To do:
Which of the lines below mention the word "psimple"? Pull each one out.

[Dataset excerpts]
+++
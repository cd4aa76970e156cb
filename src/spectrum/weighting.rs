use clap::ValueEnum;
use serde::{Deserialize, Serialize};
use std::fmt;
use std::str::FromStr;

/// Frequency weighting applied to band levels, after IEC 61672.
///
/// A, B and C approximate the ear's loudness sensitivity at different levels;
/// Z is flat.
#[derive(Debug, Clone, Copy, Serialize, Deserialize, Default, ValueEnum, PartialEq, Eq)]
#[serde(rename_all = "UPPERCASE")]
pub enum WeightingCurve {
    #[default]
    A,
    B,
    C,
    Z,
}

const F1_SQ: f64 = 20.6 * 20.6;
const F2_SQ: f64 = 107.7 * 107.7;
const F3_SQ: f64 = 737.9 * 737.9;
const F4_SQ: f64 = 12194.0 * 12194.0;
const FB_SQ: f64 = 158.5 * 158.5;

impl WeightingCurve {
    /// dB offset to add to a level measured at `hz`.
    pub fn offset_db(self, hz: f64) -> f64 {
        let f2 = hz * hz;
        match self {
            WeightingCurve::A => {
                let r = F4_SQ * f2 * f2
                    / ((f2 + F1_SQ) * ((f2 + F2_SQ) * (f2 + F3_SQ)).sqrt() * (f2 + F4_SQ));
                20.0 * r.log10() + 2.00
            }
            WeightingCurve::B => {
                let r = F4_SQ * f2 * hz / ((f2 + F1_SQ) * (f2 + FB_SQ).sqrt() * (f2 + F4_SQ));
                20.0 * r.log10() + 0.17
            }
            WeightingCurve::C => {
                let r = F4_SQ * f2 / ((f2 + F1_SQ) * (f2 + F4_SQ));
                20.0 * r.log10() + 0.06
            }
            WeightingCurve::Z => 0.0,
        }
    }

    pub fn all() -> &'static [WeightingCurve] {
        &[
            WeightingCurve::A,
            WeightingCurve::B,
            WeightingCurve::C,
            WeightingCurve::Z,
        ]
    }

    pub fn next(&self) -> Self {
        let all = Self::all();
        let current = all.iter().position(|c| c == self).unwrap_or(0);
        all[(current + 1) % all.len()]
    }
}

impl fmt::Display for WeightingCurve {
    fn fmt(&self, f: &mut fmt::Formatter<'_>) -> fmt::Result {
        let name = match self {
            WeightingCurve::A => "A",
            WeightingCurve::B => "B",
            WeightingCurve::C => "C",
            WeightingCurve::Z => "Z",
        };
        write!(f, "{}", name)
    }
}

impl FromStr for WeightingCurve {
    type Err = String;

    fn from_str(s: &str) -> Result<Self, Self::Err> {
        match s.trim().to_uppercase().as_str() {
            "A" => Ok(Self::A),
            "B" => Ok(Self::B),
            "C" => Ok(Self::C),
            "Z" | "NONE" => Ok(Self::Z),
            _ => Err(format!("Unknown weighting curve: {}", s)),
        }
    }
}

#[cfg(test)]
mod tests {
    use super::*;

    #[test]
    fn z_weighting_is_flat() {
        for hz in [0.0, 1.0, 20.0, 1000.0, 12_345.6, 96_000.0, -5.0] {
            assert_eq!(WeightingCurve::Z.offset_db(hz), 0.0);
        }
    }

    #[test]
    fn weighted_curves_are_finite_for_positive_frequencies() {
        let mut hz = 0.5;
        while hz < 100_000.0 {
            for curve in [WeightingCurve::A, WeightingCurve::B, WeightingCurve::C] {
                let db = curve.offset_db(hz);
                assert!(db.is_finite(), "{} at {} Hz gave {}", curve, hz, db);
            }
            hz *= 1.3;
        }
    }

    #[test]
    fn curves_are_normalized_near_one_kilohertz() {
        for curve in [WeightingCurve::A, WeightingCurve::B, WeightingCurve::C] {
            let db = curve.offset_db(1000.0);
            assert!(db.abs() < 0.1, "{} at 1 kHz gave {}", curve, db);
        }
    }

    #[test]
    fn a_weighting_attenuates_low_frequencies() {
        // Tabulated value at 100 Hz is -19.1 dB.
        let db = WeightingCurve::A.offset_db(100.0);
        assert!((db + 19.1).abs() < 0.2, "got {}", db);
        assert!(WeightingCurve::A.offset_db(50.0) < WeightingCurve::C.offset_db(50.0));
    }

    #[test]
    fn parses_names_case_insensitively() {
        assert_eq!("a".parse::<WeightingCurve>(), Ok(WeightingCurve::A));
        assert_eq!(" C ".parse::<WeightingCurve>(), Ok(WeightingCurve::C));
        assert_eq!("none".parse::<WeightingCurve>(), Ok(WeightingCurve::Z));
        assert!("K".parse::<WeightingCurve>().is_err());
    }

    #[test]
    fn next_cycles_through_all_curves() {
        let mut curve = WeightingCurve::A;
        for _ in 0..WeightingCurve::all().len() {
            curve = curve.next();
        }
        assert_eq!(curve, WeightingCurve::A);
    }
}
use libpulse_binding as pulse;
use libpulse_simple_binding as psimple;
use pulse::def::BufferAttr;
use pulse::sample::{Format, Spec};
use pulse::stream::Direction;
use tracing::{debug, info};

use super::{AudioFormat, CaptureError};

/// An open hardware capture line delivering raw interleaved PCM.
pub trait CaptureLine: Send {
    /// Block until `buf` is completely filled.
    fn read(&mut self, buf: &mut [u8]) -> Result<(), CaptureError>;

    /// Stop and close the line. Later reads fail.
    fn close(&mut self);
}

/// Device enumeration and line opening.
pub trait AudioBackend: Send + Sync {
    /// Names of the available capture devices, in preference order.
    fn list_input_devices(&self) -> Result<Vec<String>, CaptureError>;

    fn open_line(
        &self,
        device: &str,
        format: &AudioFormat,
        buffer_bytes: usize,
    ) -> Result<Box<dyn CaptureLine>, CaptureError>;
}

/// List available PulseAudio/PipeWire sources.
///
/// Returns a list of `(name, state)` tuples parsed from `pactl list short sources`.
pub fn list_sources() -> Result<Vec<(String, String)>, CaptureError> {
    let output = std::process::Command::new("pactl")
        .args(["list", "short", "sources"])
        .output()
        .map_err(|e| CaptureError::Enumeration(format!("failed to run pactl: {}", e)))?;

    if !output.status.success() {
        return Err(CaptureError::Enumeration(
            "pactl list short sources failed".to_string(),
        ));
    }

    let text = String::from_utf8_lossy(&output.stdout);
    let mut sources = Vec::new();
    for line in text.lines() {
        // Format: <id>\t<name>\t<module>\t<sample_spec>\t<state>
        let cols: Vec<&str> = line.split('\t').collect();
        if cols.len() >= 5 {
            sources.push((cols[1].to_string(), cols[4].to_string()));
        }
    }
    Ok(sources)
}

/// Capture through the PulseAudio simple API (also served by PipeWire).
#[derive(Debug, Default)]
pub struct PulseBackend;

impl PulseBackend {
    fn sample_spec(format: &AudioFormat) -> Result<Spec, CaptureError> {
        let sample_format = match (format.sample_bits, format.signed, format.big_endian) {
            (8, false, _) => Format::U8,
            (16, true, false) => Format::S16le,
            (16, true, true) => Format::S16be,
            (24, true, false) => Format::S24le,
            (24, true, true) => Format::S24be,
            (32, true, false) => Format::S32le,
            (32, true, true) => Format::S32be,
            (bits, signed, big_endian) => {
                return Err(CaptureError::UnsupportedFormat(format!(
                    "{} bit {} {}",
                    bits,
                    if signed { "signed" } else { "unsigned" },
                    if big_endian { "big-endian" } else { "little-endian" },
                )))
            }
        };

        let spec = Spec {
            format: sample_format,
            channels: format.channels.clamp(1, u8::MAX as u16) as u8,
            rate: format.sample_rate,
        };

        if !spec.is_valid() {
            return Err(CaptureError::UnsupportedFormat(format!("{:?}", format)));
        }
        Ok(spec)
    }
}

impl AudioBackend for PulseBackend {
    fn list_input_devices(&self) -> Result<Vec<String>, CaptureError> {
        // Sources that are already running come first so a blank device
        // setting picks whatever is live.
        let mut sources = list_sources()?;
        sources.sort_by_key(|(_, state)| state != "RUNNING");
        Ok(sources.into_iter().map(|(name, _)| name).collect())
    }

    fn open_line(
        &self,
        device: &str,
        format: &AudioFormat,
        buffer_bytes: usize,
    ) -> Result<Box<dyn CaptureLine>, CaptureError> {
        let spec = Self::sample_spec(format)?;
        let attr = BufferAttr {
            maxlength: u32::MAX,
            tlength: u32::MAX,
            prebuf: u32::MAX,
            minreq: u32::MAX,
            fragsize: buffer_bytes.min(u32::MAX as usize) as u32,
        };

        let simple = psimple::Simple::new(
            None,                // Use default server
            "bandscope",         // Application name
            Direction::Record,   // Recording stream
            Some(device),        // Source name
            "spectrum-analyzer", // Stream description
            &spec,               // Sample format
            None,                // Default channel map
            Some(&attr),         // Fragment size follows the capture buffer
        )
        .map_err(|e| CaptureError::LineOpenFailed {
            device: device.to_string(),
            reason: format!("{:?}", e),
        })?;

        info!(
            "Opened capture line on {} ({} Hz, {} bit, {} ch)",
            device, format.sample_rate, format.sample_bits, format.channels
        );

        Ok(Box::new(PulseLine {
            device: device.to_string(),
            simple: Some(simple),
        }))
    }
}

struct PulseLine {
    device: String,
    simple: Option<psimple::Simple>,
}

impl CaptureLine for PulseLine {
    fn read(&mut self, buf: &mut [u8]) -> Result<(), CaptureError> {
        match &self.simple {
            Some(simple) => simple
                .read(buf)
                .map_err(|e| CaptureError::Read(format!("{:?}", e))),
            None => Err(CaptureError::Read(format!("{} is closed", self.device))),
        }
    }

    fn close(&mut self) {
        if self.simple.take().is_some() {
            debug!("Closed capture line on {}", self.device);
        }
    }
}

/// Decode interleaved PCM frames into mono samples in [-1, 1), averaging channels.
///
/// Trailing bytes that do not form a whole frame are ignored.
pub fn decode_frames(bytes: &[u8], format: &AudioFormat) -> Vec<f64> {
    let width = format.bytes_per_sample();
    let channels = format.channels.max(1) as usize;
    if width == 0 || width > 4 {
        return Vec::new();
    }

    let bits = (width * 8) as u32;
    let full_scale = (1u64 << (bits - 1)) as f64;

    bytes
        .chunks_exact(width * channels)
        .map(|frame| {
            let sum: f64 = frame
                .chunks_exact(width)
                .map(|raw| {
                    let mut value: u32 = 0;
                    for i in 0..width {
                        let byte = if format.big_endian { raw[i] } else { raw[width - 1 - i] };
                        value = (value << 8) | byte as u32;
                    }
                    let sample = if format.signed {
                        // Sign-extend from the sample width.
                        let shift = 32 - bits;
                        (((value << shift) as i32) >> shift) as f64
                    } else {
                        value as f64 - full_scale
                    };
                    sample / full_scale
                })
                .sum();
            sum / channels as f64
        })
        .collect()
}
+++
Output for this exercise:
use libpulse_simple_binding as psimple;
        let simple = psimple::Simple::new(
    simple: Option<psimple::Simple>,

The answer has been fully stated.